▶ _YOUR TASK_
Return all records exactly. Nothing may be added.

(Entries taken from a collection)
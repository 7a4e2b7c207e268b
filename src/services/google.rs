use async_trait::async_trait;
use google_maps::{prelude::*, GoogleMapsClient, LatLng};
use log::*;
use rust_decimal::{prelude::FromPrimitive, Decimal};

use crate::{GenericError, MapServiceError, MapsConfig};

use super::{
    places::{PlacesClient, Prediction},
    provider::{AutocompleteRequest, DirectionsRequest, MapsProvider, PlaceDetailsRequest},
    Coordinates, PlaceDetail, Waypoint,
};

/// Google-backed provider. Directions and geocoding use the `google_maps`
/// client; autocomplete and place details go through [`PlacesClient`].
pub struct GoogleMapsService {
    client: GoogleMapsClient,
    places: PlacesClient,
}

impl GoogleMapsService {
    pub fn new(config: &MapsConfig) -> Self {
        GoogleMapsService {
            client: GoogleMapsClient::new(&config.api_key),
            places: PlacesClient::new(config),
        }
    }
}

fn to_latlng(coordinates: Coordinates) -> Result<LatLng, GenericError> {
    let invalid = || MapServiceError::InvalidCoordinates {
        lat: coordinates.lat,
        lng: coordinates.lng,
    };
    let lat = Decimal::from_f64(coordinates.lat).ok_or_else(invalid)?;
    let lng = Decimal::from_f64(coordinates.lng).ok_or_else(invalid)?;
    Ok(LatLng::try_from_dec(lat, lng)?)
}

fn to_location(waypoint: &Waypoint) -> Result<Location, GenericError> {
    match waypoint {
        Waypoint::Address(address) => Ok(Location::Address(address.clone())),
        Waypoint::Coordinates(coordinates) => Ok(Location::LatLng(to_latlng(*coordinates)?)),
    }
}

#[async_trait]
impl MapsProvider for GoogleMapsService {
    /// The directions response, serialised as-is.
    type Route = serde_json::Value;

    async fn autocomplete(
        &self,
        request: &AutocompleteRequest,
    ) -> Result<Vec<Prediction>, GenericError> {
        self.places.autocomplete(request).await
    }

    async fn place_details(
        &self,
        request: &PlaceDetailsRequest,
    ) -> Result<PlaceDetail, GenericError> {
        self.places.details(request).await
    }

    async fn directions(&self, request: &DirectionsRequest) -> Result<Self::Route, GenericError> {
        let origin = to_location(&request.origin)?;
        let destination = to_location(&request.destination)?;
        let response = self
            .client
            .directions(origin, destination)
            .with_travel_mode(TravelMode::Driving)
            .execute()
            .await?;
        trace!("Received route from Google Maps directions API.");
        Ok(serde_json::to_value(response)?)
    }

    async fn reverse_geocode(&self, location: Coordinates) -> Result<Vec<String>, GenericError> {
        let response = self
            .client
            .reverse_geocoding(to_latlng(location)?)
            .execute()
            .await?;
        trace!("Received addresses from Google Maps geocoding API.");
        Ok(response
            .results
            .into_iter()
            .map(|result| result.formatted_address)
            .collect())
    }
}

▶ _RESULT FOR THIS TASK_
repository 7a4e2b7c207e268b
filename src/services/google.rs
use async_trait::async_trait;
use google_maps::{prelude::*, GoogleMapsClient, LatLng};
use log::*;
use rust_decimal::{prelude::FromPrimitive, Decimal};

use crate::{GenericError, MapServiceError, MapsConfig};

use super::{
    places::{PlacesClient, Prediction},
    provider::{AutocompleteRequest, DirectionsRequest, MapsProvider, PlaceDetailsRequest},
    Coordinates, PlaceDetail, Waypoint,
};

/// Google-backed provider. Directions and geocoding use the `google_maps`
/// client; autocomplete and place details go through [`PlacesClient`].
pub struct GoogleMapsService {
    client: GoogleMapsClient,
    places: PlacesClient,
}

impl GoogleMapsService {
    pub fn new(config: &MapsConfig) -> Self {
        GoogleMapsService {
            client: GoogleMapsClient::new(&config.api_key),
            places: PlacesClient::new(config),
        }
    }
}

fn to_latlng(coordinates: Coordinates) -> Result<LatLng, GenericError> {
    let invalid = || MapServiceError::InvalidCoordinates {
        lat: coordinates.lat,
        lng: coordinates.lng,
    };
    let lat = Decimal::from_f64(coordinates.lat).ok_or_else(invalid)?;
    let lng = Decimal::from_f64(coordinates.lng).ok_or_else(invalid)?;
    Ok(LatLng::try_from_dec(lat, lng)?)
}

fn to_location(waypoint: &Waypoint) -> Result<Location, GenericError> {
    match waypoint {
        Waypoint::Address(address) => Ok(Location::Address(address.clone())),
        Waypoint::Coordinates(coordinates) => Ok(Location::LatLng(to_latlng(*coordinates)?)),
    }
}

#[async_trait]
impl MapsProvider for GoogleMapsService {
    /// The directions response, serialised as-is.
    type Route = serde_json::Value;

    async fn autocomplete(
        &self,
        request: &AutocompleteRequest,
    ) -> Result<Vec<Prediction>, GenericError> {
        self.places.autocomplete(request).await
    }

    async fn place_details(
        &self,
        request: &PlaceDetailsRequest,
    ) -> Result<PlaceDetail, GenericError> {
        self.places.details(request).await
    }

    async fn directions(&self, request: &DirectionsRequest) -> Result<Self::Route, GenericError> {
        let origin = to_location(&request.origin)?;
        let destination = to_location(&request.destination)?;
        let response = self
            .client
            .directions(origin, destination)
            .with_travel_mode(TravelMode::Driving)
            .execute()
            .await?;
        trace!("Received route from Google Maps directions API.");
        Ok(serde_json::to_value(response)?)
    }

    async fn reverse_geocode(&self, location: Coordinates) -> Result<Vec<String>, GenericError> {
        let response = self
            .client
            .reverse_geocoding(to_latlng(location)?)
            .execute()
            .await?;
        trace!("Received addresses from Google Maps geocoding API.");
        Ok(response
            .results
            .into_iter()
            .map(|result| result.formatted_address)
            .collect())
    }
}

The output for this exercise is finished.